* **TASK INSTRUCTIONS**
Could you write the entries out again, exactly as they are?

(Records drawn from a dataset)
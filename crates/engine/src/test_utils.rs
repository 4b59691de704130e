// Relic - Solidity Recompiler
// Copyright (C) 2024 Zhuo Zhang and Wuqi Zhang
//
// This program is free software: you can redistribute it and/or modify
// it under the terms of the GNU Affero General Public License as published by
// the Free Software Foundation, either version 3 of the License, or
// (at your option) any later version.
//
// This program is distributed in the hope that it will be useful,
// but WITHOUT ANY WARRANTY; without even the implied warranty of
// MERCHANTABILITY or FITNESS FOR A PARTICULAR PURPOSE. See the
// GNU Affero General Public License for more details.
//
// You should have received a copy of the GNU Affero General Public License
// along with this program. If not, see <https://www.gnu.org/licenses/>.

//! Test utilities: fake compilers and fake `soljson` modules.
//!
//! These helpers let unit and integration tests drive the whole pipeline
//! without network access or a real Solidity toolchain. The module exists
//! only in test builds and behind the `test-utils` feature.

use std::{
    fs,
    path::{Path, PathBuf},
    sync::{Arc, Mutex},
};

use futures::future::BoxFuture;
use serde_json::Value;

use crate::{CompileError, CompilerModule, CompilerVersion, SolcJsProvider};

/// Write an executable `/bin/sh` script named `name` into `dir`.
pub fn write_script(dir: &Path, name: &str, body: &str) -> PathBuf {
    let path = dir.join(name);
    if let Some(parent) = path.parent() {
        fs::create_dir_all(parent).expect("create script directory");
    }
    fs::write(&path, format!("#!/bin/sh\n{body}\n")).expect("write script");
    #[cfg(unix)]
    {
        use std::os::unix::fs::PermissionsExt;
        fs::set_permissions(&path, fs::Permissions::from_mode(0o755)).expect("chmod script");
    }
    path
}

/// Write a fake native compiler that ignores its input and prints `output`.
///
/// The script is placed where the binary cache of `cache_root` expects the
/// build of `version` for `platform`, so no download happens.
pub fn install_fake_solc(
    cache_root: &Path,
    platform: &str,
    version: &str,
    output: &Value,
) -> PathBuf {
    let version = CompilerVersion::new(version);
    let dir = cache_root.join("solc").join(platform);
    let body = format!("cat > /dev/null\ncat <<'RELIC_EOF'\n{output}\nRELIC_EOF");
    write_script(&dir, &version.native_file_name(platform), &body)
}

/// A compiler module returning a canned output and recording the thread
/// every compilation ran on.
#[derive(Debug, Default)]
pub struct FakeModule {
    output: String,
    threads: Mutex<Vec<Option<String>>>,
}

impl FakeModule {
    /// New module answering every request with `output`.
    pub fn new(output: impl Into<String>) -> Self {
        Self { output: output.into(), threads: Mutex::new(Vec::new()) }
    }

    /// Names of the threads the module was called on, in call order.
    pub fn threads(&self) -> Vec<Option<String>> {
        self.threads.lock().map(|t| t.clone()).unwrap_or_default()
    }
}

impl CompilerModule for FakeModule {
    fn compile<'a>(&'a self, _input: &'a str) -> BoxFuture<'a, Result<String, CompileError>> {
        Box::pin(async move {
            if let Ok(mut threads) = self.threads.lock() {
                threads.push(std::thread::current().name().map(str::to_owned));
            }
            Ok(self.output.clone())
        })
    }
}

/// A provider handing out the same module for every version, or none at all.
#[derive(Debug, Default)]
pub struct FakeProvider {
    module: Option<Arc<FakeModule>>,
    requests: Mutex<Vec<CompilerVersion>>,
}

impl FakeProvider {
    /// Provider serving `module`.
    pub fn new(module: Arc<FakeModule>) -> Self {
        Self { module: Some(module), requests: Mutex::new(Vec::new()) }
    }

    /// Provider that has no module for any version.
    pub fn empty() -> Self {
        Self::default()
    }

    /// Versions requested so far.
    pub fn requests(&self) -> Vec<CompilerVersion> {
        self.requests.lock().map(|r| r.clone()).unwrap_or_default()
    }
}

impl SolcJsProvider for FakeProvider {
    fn module_for<'a>(
        &'a self,
        version: &'a CompilerVersion,
    ) -> BoxFuture<'a, Result<Option<Arc<dyn CompilerModule>>, CompileError>> {
        if let Ok(mut requests) = self.requests.lock() {
            requests.push(version.clone());
        }
        let module = self.module.clone().map(|m| m as Arc<dyn CompilerModule>);
        Box::pin(async move { Ok(module) })
    }
}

* **WRITTEN REPLY**
filename crates/engine/src/test_utils.rs
repository 4b59691de704130e
// Relic - Solidity Recompiler
// Copyright (C) 2024 Zhuo Zhang and Wuqi Zhang
//
// This program is free software: you can redistribute it and/or modify
// it under the terms of the GNU Affero General Public License as published by
// the Free Software Foundation, either version 3 of the License, or
// (at your option) any later version.
//
// This program is distributed in the hope that it will be useful,
// but WITHOUT ANY WARRANTY; without even the implied warranty of
// MERCHANTABILITY or FITNESS FOR A PARTICULAR PURPOSE. See the
// GNU Affero General Public License for more details.
//
// You should have received a copy of the GNU Affero General Public License
// along with this program. If not, see <https://www.gnu.org/licenses/>.

//! Test utilities: fake compilers and fake `soljson` modules.
//!
//! These helpers let unit and integration tests drive the whole pipeline
//! without network access or a real Solidity toolchain. The module exists
//! only in test builds and behind the `test-utils` feature.

use std::{
    fs,
    path::{Path, PathBuf},
    sync::{Arc, Mutex},
};

use futures::future::BoxFuture;
use serde_json::Value;

use crate::{CompileError, CompilerModule, CompilerVersion, SolcJsProvider};

/// Write an executable `/bin/sh` script named `name` into `dir`.
pub fn write_script(dir: &Path, name: &str, body: &str) -> PathBuf {
    let path = dir.join(name);
    if let Some(parent) = path.parent() {
        fs::create_dir_all(parent).expect("create script directory");
    }
    fs::write(&path, format!("#!/bin/sh\n{body}\n")).expect("write script");
    #[cfg(unix)]
    {
        use std::os::unix::fs::PermissionsExt;
        fs::set_permissions(&path, fs::Permissions::from_mode(0o755)).expect("chmod script");
    }
    path
}

/// Write a fake native compiler that ignores its input and prints `output`.
///
/// The script is placed where the binary cache of `cache_root` expects the
/// build of `version` for `platform`, so no download happens.
pub fn install_fake_solc(
    cache_root: &Path,
    platform: &str,
    version: &str,
    output: &Value,
) -> PathBuf {
    let version = CompilerVersion::new(version);
    let dir = cache_root.join("solc").join(platform);
    let body = format!("cat > /dev/null\ncat <<'RELIC_EOF'\n{output}\nRELIC_EOF");
    write_script(&dir, &version.native_file_name(platform), &body)
}

/// A compiler module returning a canned output and recording the thread
/// every compilation ran on.
#[derive(Debug, Default)]
pub struct FakeModule {
    output: String,
    threads: Mutex<Vec<Option<String>>>,
}

impl FakeModule {
    /// New module answering every request with `output`.
    pub fn new(output: impl Into<String>) -> Self {
        Self { output: output.into(), threads: Mutex::new(Vec::new()) }
    }

    /// Names of the threads the module was called on, in call order.
    pub fn threads(&self) -> Vec<Option<String>> {
        self.threads.lock().map(|t| t.clone()).unwrap_or_default()
    }
}

impl CompilerModule for FakeModule {
    fn compile<'a>(&'a self, _input: &'a str) -> BoxFuture<'a, Result<String, CompileError>> {
        Box::pin(async move {
            if let Ok(mut threads) = self.threads.lock() {
                threads.push(std::thread::current().name().map(str::to_owned));
            }
            Ok(self.output.clone())
        })
    }
}

/// A provider handing out the same module for every version, or none at all.
#[derive(Debug, Default)]
pub struct FakeProvider {
    module: Option<Arc<FakeModule>>,
    requests: Mutex<Vec<CompilerVersion>>,
}

impl FakeProvider {
    /// Provider serving `module`.
    pub fn new(module: Arc<FakeModule>) -> Self {
        Self { module: Some(module), requests: Mutex::new(Vec::new()) }
    }

    /// Provider that has no module for any version.
    pub fn empty() -> Self {
        Self::default()
    }

    /// Versions requested so far.
    pub fn requests(&self) -> Vec<CompilerVersion> {
        self.requests.lock().map(|r| r.clone()).unwrap_or_default()
    }
}

impl SolcJsProvider for FakeProvider {
    fn module_for<'a>(
        &'a self,
        version: &'a CompilerVersion,
    ) -> BoxFuture<'a, Result<Option<Arc<dyn CompilerModule>>, CompileError>> {
        if let Ok(mut requests) = self.requests.lock() {
            requests.push(version.clone());
        }
        let module = self.module.clone().map(|m| m as Arc<dyn CompilerModule>);
        Box::pin(async move { Ok(module) })
    }
}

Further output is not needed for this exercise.